Gold’s role as the currency of last resort is being enhanced by a growing trend among financial institutions to finance mine development through gold loans.
Gold loans work this way. A bank lends a company a so many ounces of gold. The company sells the gold to pay for capital costs. When the mine ente rs production and starts producing gold, it pays back the bank the number of ounces it borrowed with the gold it produces.
One might say that gold loans are specific only to the gold mining industry and therefore not indicative of gold’s role in the overall banking system. But, though limited to gold producers, that doesn’t seem to diminish the underlying confidence bankers have in the precious metal compared to paper money.
In reality, it’s gold’s unique property as a store of value — a currency that never suffers the vicissitudes of government issued paper — that permits its use even for this select group of commodity producers.
You don’t see any of Canada’s six stolid banks offering “wheat loans’ to farmers, “oil loans’ to oil producers or “lumber loans’ to forest companies.
What underlines gold’s role as a backstop for paper money is the low interest rates associated with gold loans. While they vary according to the creditworthiness of the borrower and the nature of the property, interest rates for gold loans are generally 3-5%.
Loans in U.S. or Canadian money would probably cost at least 10% while those in Swiss francs or German deutschmarks might be slightly more favorable, a reflection of international markets’ greater confidence in those two western European currencies.
The fact that gold loans incur interest rates as low as they do illustrates banks’ greater confidence in gold than in any of the currencies.
What’s more, banks would rather lend out their gold at a mere 3% interest than hold it in vaults where it collects no interest at all.
“If you took the view that gold is the ultiamte measure of value — inflation resistant — the real interest rate would be reflected in that 3%-4%,” says David Turner, assistant general manager for precious metals at the Bank of Nova Scotia.
(Real interest rates are considered to be the rate of 90-day Treasury bills minus the rate of inflation as measured by the Consumer Price Index.)
Gold is a commodity, but it is also a store of wealth and has many of the characteristics of currencies. Gold mining is unique in that its reserves are this store of wealth — almost like digging up American dollars but better because inflation doesn’t seem to erode the value of gold.

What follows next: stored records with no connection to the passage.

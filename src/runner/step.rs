//! Step descriptors and their outcomes

use std::fmt;
use std::path::PathBuf;

/// One subprocess invocation, fully determined by the resolved configuration
#[derive(Debug, Clone, PartialEq, Eq)]
pub struct StepDescriptor {
    pub command: String,
    pub args: Vec<String>,
    /// Relative paths are taken from the executor's base directory; `None` means the base directory itself
    pub working_dir: Option<PathBuf>,
}

impl StepDescriptor {
    /// A `git` step
    pub fn git<I, S>(args: I) -> Self
    where
        I: IntoIterator<Item = S>,
        S: Into<String>,
    {
        StepDescriptor {
            command: "git".to_string(),
            args: args.into_iter().map(Into::into).collect(),
            working_dir: None,
        }
    }

    pub fn in_dir(mut self, dir: impl Into<PathBuf>) -> Self {
        self.working_dir = Some(dir.into());
        self
    }

    /// Shell-like rendering for logs and fallback messages
    pub fn command_line(&self) -> String {
        std::iter::once(self.command.as_str())
            .chain(self.args.iter().map(String::as_str))
            .map(quote)
            .collect::<Vec<_>>()
            .join(" ")
    }
}

impl fmt::Display for StepDescriptor {
    fn fmt(&self, f: &mut fmt::Formatter<'_>) -> fmt::Result {
        f.write_str(&self.command_line())?;
        if let Some(dir) = &self.working_dir {
            write!(f, " (in {})", dir.display())?;
        }
        Ok(())
    }
}

fn quote(arg: &str) -> String {
    if !arg.is_empty() && !arg.contains(|c: char| c.is_whitespace() || c == '"') {
        return arg.to_string();
    }
    format!("\"{}\"", arg.replace('"', "\\\""))
}

/// What happened when a step ran
#[derive(Debug, Clone, PartialEq, Eq)]
pub struct StepOutcome {
    pub command_line: String,
    /// `None` when the process could not be spawned, was killed, or timed out
    pub exit_code: Option<i32>,
    pub stdout: String,
    pub stderr: String,
    pub timed_out: bool,
}

impl StepOutcome {
    pub fn new(step: &StepDescriptor, exit_code: Option<i32>) -> Self {
        StepOutcome {
            command_line: step.command_line(),
            exit_code,
            stdout: String::new(),
            stderr: String::new(),
            timed_out: false,
        }
    }

    /// The collaborator could not run the step at all
    pub fn collaborator_error(step: &StepDescriptor, error: impl Into<String>) -> Self {
        StepOutcome {
            stderr: error.into(),
            ..StepOutcome::new(step, None)
        }
    }

    pub fn with_stdout(mut self, stdout: impl Into<String>) -> Self {
        self.stdout = stdout.into();
        self
    }

    pub fn with_stderr(mut self, stderr: impl Into<String>) -> Self {
        self.stderr = stderr.into();
        self
    }

    pub fn success(&self) -> bool {
        self.exit_code == Some(0)
    }

    /// Human-readable text: stdout, else stderr, else a description of the exit
    pub fn text(&self) -> String {
        let stdout = self.stdout.trim();
        if !stdout.is_empty() {
            return stdout.to_string();
        }
        let stderr = self.stderr.trim();
        if !stderr.is_empty() {
            return stderr.to_string();
        }

        if self.timed_out {
            return format!("`{}` timed out", self.command_line);
        }
        match self.exit_code {
            Some(0) => format!("`{}` completed", self.command_line),
            Some(code) => format!("`{}` exited with code {}", self.command_line, code),
            None => format!("`{}` was terminated", self.command_line),
        }
    }
}

/// Overall result of running a phase
#[derive(Debug, Clone, PartialEq, Eq)]
pub struct InvocationResult {
    pub success: bool,
    /// Outcomes of the steps that actually ran, in order
    pub outcomes: Vec<StepOutcome>,
}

Debt financing has always been a large part of financing mine development, but the idea of lending gold as a means of effecting that debt financing is only recently gaining popularity in North America.
The risk for the borrower is that the price of gold will go up sharply before it pays back the gold it borrowed, but that is the same risk a producer incurs when selling gold forward.
For the Bank of Nova Scotia, the increased activity in lending gold fits in well with its growing involvement in the mining sector. The bank has long been an active bullion trader and has recently bolstered its mining team capable of evaluating mining properties for the purpose of extending loans. The two activities complement each other well, says Mr Turner.
He also sees a growing role for gold loans as more mines come to the development stage, particularly in the U.S.
“U.S. gold production is expected to exceed Canada’s by 1989,” says Mr Turner. “You can bet your life that some of that financing will be by bank debt and some in the form of gold loans.”